* **INSTRUCTIONS FOR THE TASK**:
The first line of the data below and every line after it, through the one with "use super::Transformer;", must be transcribed without change.

* **Stored data entries**:
Start of Block
//! LZ-String transformer.
//!
//! LZ-String is a JavaScript-native compressor that trackers use for
//! payloads stuffed into cookies and query strings. Its output is a
//! sequence of UTF-16 code units with several renderings: raw code units
//! ("ucs2"), the valid-UTF-16 variant ("utf16"), a byte-pair rendering
//! ("bytes"), and base64/URI-alphabet text renderings.
//!
//! The encoder compresses both interpretations of the value (UTF-8 text
//! and latin-1 widened bytes, identical for ASCII input). The decoder
//! tries the bytes/ucs2/utf16 variants directly; the base64 and uri
//! variants are reached by letting the base64 transformer peel its layer
//! first.

use async_trait::async_trait;

use super::Transformer;

/// The LZ-String output renderings.
#[derive(Debug, Clone, Copy, PartialEq, Eq)]
pub enum LzVariant {
    /// Byte pairs (`compressToUint8Array`).
    Bytes,
    /// Raw UTF-16 code units rendered little-endian (`compress`).
    Ucs2,
    /// The valid-UTF-16 rendering (`compressToUTF16`).
    Utf16,
    /// Base64 text rendering (`compressToBase64`).
    Base64,
    /// URI-safe text rendering (`compressToEncodedURIComponent`).
    Uri,
}

/// Reversible LZ-String codec (whole-buffer, no substring extraction).
#[derive(Debug)]
pub struct LzStringTransformer {
    variants: Vec<LzVariant>,
}

impl LzStringTransformer {
    /// Creates a transformer over all five variants.
    pub fn new() -> Self {
        Self::with_variants(vec![
            LzVariant::Bytes,
            LzVariant::Ucs2,
            LzVariant::Utf16,
            LzVariant::Base64,
            LzVariant::Uri,
        ])
    }

    /// Creates a transformer over a subset of variants.
    pub fn with_variants(variants: Vec<LzVariant>) -> Self {
        Self { variants }
    }

    /// The value as UTF-16 code units, once per distinct interpretation:
    /// the UTF-8 text reading (when valid) and the latin-1 byte reading.
    fn interpretations(value: &[u8]) -> Vec<Vec<u16>> {
        let mut out: Vec<Vec<u16>> = Vec::with_capacity(2);
        if let Ok(text) = std::str::from_utf8(value) {
            out.push(text.encode_utf16().collect());
        }
        let widened: Vec<u16> = value.iter().map(|&b| b as u16).collect();
        if !out.contains(&widened) {
            out.push(widened);
        }
        out
    }

    /// Renders a decompressed code-unit sequence back to candidate byte
    /// buffers: the UTF-8 rendering (when the units form valid UTF-16)
    /// and the latin-1 rendering.
    fn renderings(units: &[u16]) -> Vec<Vec<u8>> {
        let mut out = Vec::with_capacity(2);
        if let Ok(text) = String::from_utf16(units) {
            out.push(text.into_bytes());
        }
        let latin1: Vec<u8> = units.iter().map(|&u| u as u8).collect();
        if !out.contains(&latin1) {
            out.push(latin1);
        }
        out
    }
}

impl Default for LzStringTransformer {
    fn default() -> Self {
        Self::new()
    }
}

/// Little-endian byte rendering of raw code units.
fn units_to_le_bytes(units: &[u16]) -> Vec<u8> {
    let mut out = Vec::with_capacity(units.len() * 2);
    for unit in units {
        out.extend_from_slice(&unit.to_le_bytes());
    }
    out
}

/// Reads little-endian code units back out of a byte buffer. A trailing
/// odd byte cannot belong to any unit and is dropped.
fn le_bytes_to_units(bytes: &[u8]) -> Vec<u16> {
    bytes
        .chunks_exact(2)
        .map(|pair| u16::from_le_bytes([pair[0], pair[1]]))
        .collect()
}

#[async_trait]
impl Transformer for LzStringTransformer {
    fn id(&self) -> String {
        "lz-string".to_string()
    }

    fn reversible(&self) -> bool {
        true
    }

    fn encodings(&self, value: &[u8]) -> Option<Vec<Vec<u8>>> {
        let mut out: Vec<Vec<u8>> = Vec::new();
        for interpretation in Self::interpretations(value) {
            for variant in &self.variants {
                let encoded = match variant {
                    LzVariant::Bytes => lz_str::compress_to_uint8_array(interpretation.as_slice()),
                    LzVariant::Ucs2 => {
                        units_to_le_bytes(&lz_str::compress(interpretation.as_slice()))
                    }
                    LzVariant::Utf16 => {
                        lz_str::compress_to_utf16(interpretation.as_slice()).into_bytes()
                    }
                    LzVariant::Base64 => {
                        lz_str::compress_to_base64(interpretation.as_slice()).into_bytes()
                    }
                    LzVariant::Uri => {
                        lz_str::compress_to_encoded_uri_component(interpretation.as_slice())
                            .into_bytes()
                    }
                };
                if !out.contains(&encoded) {
                    out.push(encoded);
                }
            }
        }
        Some(out)
    }

    async fn extract_decode(&self, haystack: &[u8], _min_len: usize) -> Option<Vec<Vec<u8>>> {
        let mut out: Vec<Vec<u8>> = Vec::new();
        for variant in &self.variants {
            let units = match variant {
                LzVariant::Bytes => {
                    // Transports strip trailing zero bytes; pad back to an
                    // even length before decompressing.
                    let padded: Vec<u8> = if haystack.len() % 2 != 0 {
                        let mut padded = haystack.to_vec();
                        padded.push(0);
                        padded
                    } else {
                        haystack.to_vec()
                    };
                    lz_str::decompress_from_uint8_array(&padded)
                }
                LzVariant::Ucs2 => lz_str::decompress(le_bytes_to_units(haystack).as_slice()),
                LzVariant::Utf16 => match std::str::from_utf8(haystack) {
                    Ok(text) => lz_str::decompress_from_utf16(text),
                    Err(_) => None,
                },
                // The base64 and uri renderings are handled by the base64
                // transformer peeling its layer first.
                LzVariant::Base64 | LzVariant::Uri => None,
            };
            if let Some(units) = units {
                for rendering in Self::renderings(&units) {
                    if !out.contains(&rendering) {
                        out.push(rendering);
                    }
                }
            }
        }
        Some(out)
    }

    fn compressed_length(&self, value: &[u8]) -> Option<usize> {
        self.encodings(value)
            .unwrap_or_default()
            .iter()
            .map(Vec::len)
            .min()
    }
}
End of Block
* **RESPONSE BELOW**:
//! LZ-String transformer.
//!
//! LZ-String is a JavaScript-native compressor that trackers use for
//! payloads stuffed into cookies and query strings. Its output is a
//! sequence of UTF-16 code units with several renderings: raw code units
//! ("ucs2"), the valid-UTF-16 variant ("utf16"), a byte-pair rendering
//! ("bytes"), and base64/URI-alphabet text renderings.
//!
//! The encoder compresses both interpretations of the value (UTF-8 text
//! and latin-1 widened bytes, identical for ASCII input). The decoder
//! tries the bytes/ucs2/utf16 variants directly; the base64 and uri
//! variants are reached by letting the base64 transformer peel its layer
//! first.

use async_trait::async_trait;

use super::Transformer;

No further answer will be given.